Marjolein and Edward had arranged for us to spend New Year’s Eve and the first few days of 2013 together with their friends in the Santa Cruz area. Before moving on, we therefore spent one and a half days in Cochabamba, getting me started with local customs, going to the local markets, trying the wonderful local specialties api (thick maize juice), salteñas (pastries with a juicy meat filling), trucha (trout) and chicha (beer made of fermented maize) and deciding whether to buy yellow (for wealth) or red (for love) underwear for our upcoming New Year’s party. We also spent some time with Edward’s family in Quillacollo outside Cochabamba and cruised around in Marin’s car in the rain to explore the surroundings. My first impressions of Bolivia: surprisingly many similarities to the Asia I knew, such as bustling market stalls offering all sorts of products and services, yummy street food, chaotic traffic and smelly exhaust fumes, red-cheeked children and wrinkly old ladies carrying heavy burdens, tile floors and kitschy decorations. On the other hand: no staring or pestering at all, which was very common in Asia and Morocco, plus surprisingly many indigenous faces and women in their traditional dresses and hats. Altogether lots of positive impressions that made me look forward to travelling and photographing both country and people.
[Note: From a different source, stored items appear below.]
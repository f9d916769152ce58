use futures::{Stream, StreamExt};
use protocol::LandmarkFrame;
use std::fmt;
use std::path::PathBuf;
use std::str::FromStr;
use tokio::io::AsyncRead;
use tokio_util::codec::FramedRead;

use crate::decoder::FrameDecoder;
use crate::error::Error;

pub type Reader = Box<dyn AsyncRead + Send + Unpin>;

/// Where the pose estimator's landmark frames come from.
#[derive(Debug, Clone, PartialEq, Eq)]
pub enum Source {
    Stdin,
    /// Recorded session.
    File(PathBuf),
    /// Estimator streaming over TCP, `tcp:HOST:PORT`.
    Tcp(String),
}

impl FromStr for Source {
    type Err = Error;

    fn from_str(s: &str) -> Result<Self, Self::Err> {
        if s == "-" {
            return Ok(Source::Stdin);
        }
        if let Some(addr) = s.strip_prefix("tcp:") {
            if addr.is_empty() {
                return Err(Error::InvalidSource(s.to_string()));
            }
            return Ok(Source::Tcp(addr.to_string()));
        }
        if s.is_empty() {
            return Err(Error::InvalidSource(s.to_string()));
        }
        Ok(Source::File(PathBuf::from(s)))
    }
}

impl fmt::Display for Source {
    fn fmt(&self, f: &mut fmt::Formatter<'_>) -> fmt::Result {
        match self {
            Source::Stdin => write!(f, "-"),
            Source::File(path) => write!(f, "{}", path.display()),
            Source::Tcp(addr) => write!(f, "tcp:{addr}"),
        }
    }
}

impl Source {
    pub async fn open(&self) -> Result<Reader, Error> {
        let reader: std::io::Result<Reader> = match self {
            Source::Stdin => Ok(Box::new(tokio::io::stdin())),
            Source::File(path) => tokio::fs::File::open(path)
                .await
                .map(|f| Box::new(f) as Reader),
            Source::Tcp(addr) => tokio::net::TcpStream::connect(addr)
                .await
                .map(|s| Box::new(s) as Reader),
        };
        reader.map_err(|err| Error::MissingInputDevice {
            input: self.to_string(),
            err,
        })
    }
}

/// Landmark frames read from `reader`. A record that does not decode is
/// reported as [`Error::Decode`] and the stream continues with the next one.
pub fn frames<R>(reader: R) -> impl Stream<Item = Result<LandmarkFrame, Error>>
where
    R: AsyncRead + Unpin,
{
    FramedRead::new(reader, FrameDecoder::default()).map(|packet| {
        let packet = packet?;
        Ok(minicbor::decode::<LandmarkFrame>(&packet)?)
    })
}
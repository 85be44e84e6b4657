use crate::config::OllamaConfig;
use crate::error::{Error, Result};
use crate::llm::{Completer, Embedder};
use async_trait::async_trait;
use serde::Deserialize;
use serde_json::json;
use std::time::Duration;
use tracing::debug;

/// HTTP client for a local Ollama instance, covering the two capabilities the
/// engine needs: embed(text) and complete(prompt).
#[derive(Clone)]
pub struct OllamaClient {
    client: reqwest::Client,
    config: OllamaConfig,
}

#[derive(Debug, Deserialize)]
struct EmbeddingResponse {
    embedding: Vec<f32>,
}

#[derive(Debug, Deserialize)]
struct ChatResponse {
    message: ChatMessage,
}

#[derive(Debug, Deserialize)]
struct ChatMessage {
    content: String,
}

impl OllamaClient {
    pub fn new(config: OllamaConfig) -> Result<Self> {
        let client = reqwest::Client::builder()
            .timeout(Duration::from_secs(config.request_timeout_seconds))
            .build()?;

        Ok(Self { client, config })
    }
}

#[async_trait]
impl Embedder for OllamaClient {
    async fn embed(&self, text: &str) -> Result<Vec<f32>> {
        debug!("Embedding {} chars with {}", text.len(), self.config.embed_model);

        let response = self
            .client
            .post(format!("{}/api/embeddings", self.config.base_url))
            .json(&json!({
                "model": self.config.embed_model,
                "prompt": text,
            }))
            .send()
            .await?
            .error_for_status()?;

        let body: EmbeddingResponse = response.json().await?;
        if body.embedding.is_empty() {
            return Err(Error::Embedding("Empty embedding returned".to_string()));
        }

        Ok(body.embedding)
    }
}

#[async_trait]
impl Completer for OllamaClient {
    async fn complete(&self, system: &str, prompt: &str) -> Result<String> {
        debug!("Completion request with {}", self.config.chat_model);

        let response = self
            .client
            .post(format!("{}/api/chat", self.config.base_url))
            .json(&json!({
                "model": self.config.chat_model,
                "messages": [
                    {"role": "system", "content": system},
                    {"role": "user", "content": prompt},
                ],
                "stream": false,
            }))
            .send()
            .await?
            .error_for_status()?;

        let body: ChatResponse = response.json().await?;
        Ok(body.message.content)
    }
}

#[cfg(test)]
mod tests {
    use super::*;

    fn test_config(base_url: String) -> OllamaConfig {
        OllamaConfig {
            base_url,
            embed_model: "nomic-embed-text".to_string(),
            chat_model: "llama3.1:8b".to_string(),
            request_timeout_seconds: 5,
        }
    }

    #[tokio::test]
    async fn test_embed_parses_vector() {
        let mut server = mockito::Server::new_async().await;
        let mock = server
            .mock("POST", "/api/embeddings")
            .with_status(200)
            .with_header("content-type", "application/json")
            .with_body(r#"{"embedding": [0.1, 0.2, 0.3]}"#)
            .create_async()
            .await;

        let client = OllamaClient::new(test_config(server.url())).unwrap();
        let vector = client.embed("vegetable pulao").await.unwrap();
        assert_eq!(vector, vec![0.1, 0.2, 0.3]);

        mock.assert_async().await;
    }

    #[tokio::test]
    async fn test_embed_server_error_is_error() {
        let mut server = mockito::Server::new_async().await;
        server
            .mock("POST", "/api/embeddings")
            .with_status(500)
            .create_async()
            .await;

        let client = OllamaClient::new(test_config(server.url())).unwrap();
        assert!(client.embed("anything").await.is_err());
    }

    #[tokio::test]
    async fn test_complete_parses_message() {
        let mut server = mockito::Server::new_async().await;
        server
            .mock("POST", "/api/chat")
            .with_status(200)
            .with_header("content-type", "application/json")
            .with_body(r#"{"message": {"role": "assistant", "content": "Try the pulao."}}"#)
            .create_async()
            .await;

        let client = OllamaClient::new(test_config(server.url())).unwrap();
        let answer = client.complete("You are helpful.", "What should I cook?").await.unwrap();
        assert_eq!(answer, "Try the pulao.");
    }
}
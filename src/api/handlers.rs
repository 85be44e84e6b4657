use axum::{
    extract::{Path, Query, State},
    http::StatusCode,
    Json,
};
use std::sync::Arc;
use tracing::{debug, error, info};

use crate::{
    api::models::*,
    db::{
        self,
        models::RecipeDetails,
        search::{FilterResults, RecipeFilter},
    },
    rag::{HybridSearchResults, IndexingStatus, RagEngine},
    Result,
};

/// Shared application state
#[derive(Clone)]
pub struct AppState {
    pub pool: sqlx::SqlitePool,
    pub engine: Arc<RagEngine>,
    pub settings: crate::config::Settings,
}

/// GET /api/recipes/search - Structured filter search
pub async fn filter_search(
    State(state): State<AppState>,
    Query(params): Query<FilterParams>,
) -> Result<Json<FilterResults>> {
    debug!("Filter search request: {:?}", params);

    let filter = RecipeFilter {
        q: params.q,
        include_ingredients: split_csv(&params.include_ingredients),
        exclude_ingredients: split_csv(&params.exclude_ingredients),
        tags: split_csv(&params.tags),
        category: params.category.unwrap_or_default(),
        cal_min: params.cal_min,
        cal_max: params.cal_max,
        nutrient: params.nutrient.unwrap_or_default(),
        nutrient_max: params.nutrient_max,
        page: params.page,
        page_size: params.page_size,
    };
    filter.validate()?;

    let results = db::search::search_recipes(&state.pool, &filter).await?;
    Ok(Json(results))
}

/// GET /api/recipes/:id - Full recipe details
pub async fn get_recipe(
    State(state): State<AppState>,
    Path(id): Path<i64>,
) -> Result<Json<RecipeDetails>> {
    debug!("Get recipe request: {}", id);

    let details = db::recipes::get_recipe_with_details(&state.pool, id).await?;
    Ok(Json(details))
}

/// GET /api/tags - Tag names with usage counts
pub async fn list_tags(State(state): State<AppState>) -> Result<Json<Vec<db::models::NameCount>>> {
    Ok(Json(db::tags::get_tags_with_count(&state.pool).await?))
}

/// GET /api/categories - Category names with usage counts
pub async fn list_categories(
    State(state): State<AppState>,
) -> Result<Json<Vec<db::models::NameCount>>> {
    Ok(Json(db::categories::get_categories_with_count(&state.pool).await?))
}

/// POST /api/search - Natural-language hybrid search
pub async fn hybrid_search(
    State(state): State<AppState>,
    Json(request): Json<HybridSearchRequest>,
) -> Result<Json<HybridSearchResults>> {
    debug!("Hybrid search request: {:?}", request);

    let results = state
        .engine
        .hybrid_search(&state.pool, &request.query, request.page, request.page_size)
        .await?;
    Ok(Json(results))
}

/// POST /api/admin/reindex - Start a full rebuild of the vector index.
/// The claim is taken synchronously so a concurrent start gets 409; the
/// rebuild itself runs in a background task and is observed via the status
/// endpoint.
pub async fn start_reindex(
    State(state): State<AppState>,
) -> Result<(StatusCode, Json<IndexingStatus>)> {
    let claim = state.engine.claim_indexing()?;
    info!("Reindex started");

    let engine = Arc::clone(&state.engine);
    let pool = state.pool.clone();
    tokio::spawn(async move {
        match engine.run_indexing_from_store(claim, &pool).await {
            Ok(indexed) => info!("Reindex finished: {indexed} recipes embedded"),
            Err(e) => error!("Reindex failed: {e}"),
        }
    });

    Ok((StatusCode::ACCEPTED, Json(state.engine.indexing_status())))
}

/// GET /api/admin/reindex/status - Indexing status snapshot
pub async fn reindex_status(State(state): State<AppState>) -> Result<Json<IndexingStatus>> {
    Ok(Json(state.engine.indexing_status()))
}

/// POST /api/admin/reindex/reload - Re-attach to the persisted index
pub async fn reload_index(State(state): State<AppState>) -> Result<Json<ReloadResponse>> {
    let loaded = state.engine.reload().await?;
    Ok(Json(ReloadResponse { loaded }))
}

/// GET /api/stats - System statistics
pub async fn get_stats(State(state): State<AppState>) -> Result<Json<Stats>> {
    debug!("Get stats request");

    let total_recipes = db::recipes::count_all_recipes(&state.pool).await?;
    let total_ingredients = db::ingredients::count_ingredients(&state.pool).await?;
    let total_tags = db::tags::count_tags(&state.pool).await?;
    let total_categories = db::categories::count_categories(&state.pool).await?;

    Ok(Json(Stats {
        total_recipes,
        total_ingredients,
        total_tags,
        total_categories,
        indexed_vectors: state.engine.vector_count(),
    }))
}

/// GET /health - Health check endpoint
pub async fn health_check() -> Result<Json<HealthResponse>> {
    Ok(Json(HealthResponse {
        status: "ok".to_string(),
    }))
}
use axum::http::{header, Method};
use axum::{
    routing::{get, post},
    Router,
};
use std::time::Duration;
use tower_http::{compression::CompressionLayer, cors::CorsLayer, trace::TraceLayer};

use crate::api::handlers::{self, AppState};

/// Create the router with all endpoints
pub fn create_router(state: AppState) -> Router {
    let api_routes = Router::new()
        .route("/recipes/search", get(handlers::filter_search))
        .route("/recipes/:id", get(handlers::get_recipe))
        .route("/tags", get(handlers::list_tags))
        .route("/categories", get(handlers::list_categories))
        .route("/search", post(handlers::hybrid_search))
        .route("/admin/reindex", post(handlers::start_reindex))
        .route("/admin/reindex/status", get(handlers::reindex_status))
        .route("/admin/reindex/reload", post(handlers::reload_index))
        .route("/stats", get(handlers::get_stats))
        .with_state(state.clone());

    let health_routes = Router::new()
        .route("/health", get(handlers::health_check))
        .with_state(state);

    Router::new()
        .merge(health_routes)
        .nest("/api", api_routes)
        .layer(
            // Read-only public API, open CORS
            CorsLayer::new()
                .allow_methods([Method::GET, Method::POST, Method::OPTIONS])
                .allow_headers([header::CONTENT_TYPE, header::ACCEPT])
                .allow_origin(tower_http::cors::Any)
                .max_age(Duration::from_secs(3600)),
        )
        .layer(CompressionLayer::new())
        .layer(TraceLayer::new_for_http())
}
One day after my arrival in Cochabamba, we took a plane to Santa Cruz. Bolivia’s biggest city, located in the eastern lowlands with a much more tropical climate, is the country’s commercial centre and seemed quite different in character and more wealthy compared with the rest of Bolivia. It boasted quite a few huge American-style supermarkets with processed food and American-style suburbs with fenced-in houses and lawns and was renowned for its good night life. We were met by Marjolein and Edward’s friends Carito and Luis, who we stayed with, and during the following two days also got to know their friends and family. Marin from Cochabamba joined our group a little later as well, so that I felt perfectly integrated in local social life, just as I had initially hoped for! Our time together in the Santa Cruz area also allowed me to gain more insight into local eating and drinking habits: Bolivians love their meat! During my first week in Bolivia I must have eaten more beef steaks, chicken wings and inner organs than in the whole year before! Also, Bolivians seem to drink until the last drop of alcohol in the house is finished and no more hidden bottles can be found! In which case the party continues in a pub somewhere else… holy moly! Our year 2012 culminated in a posh New Year’s party at a private home, filled with karaoke, DJ music, dancing, roasted suckling and lots of bottles on the table. It lasted until 6 a.m. and ended with the traditional New Year’s breakfast: fricassee (spare ribs with corn and potatoes) – a hearty start into 2013! I felt so lucky to be able to take part in and get to know all these traditions and was particularly happy that I had chosen the right colour of underwear for that day… and hey, the magic worked!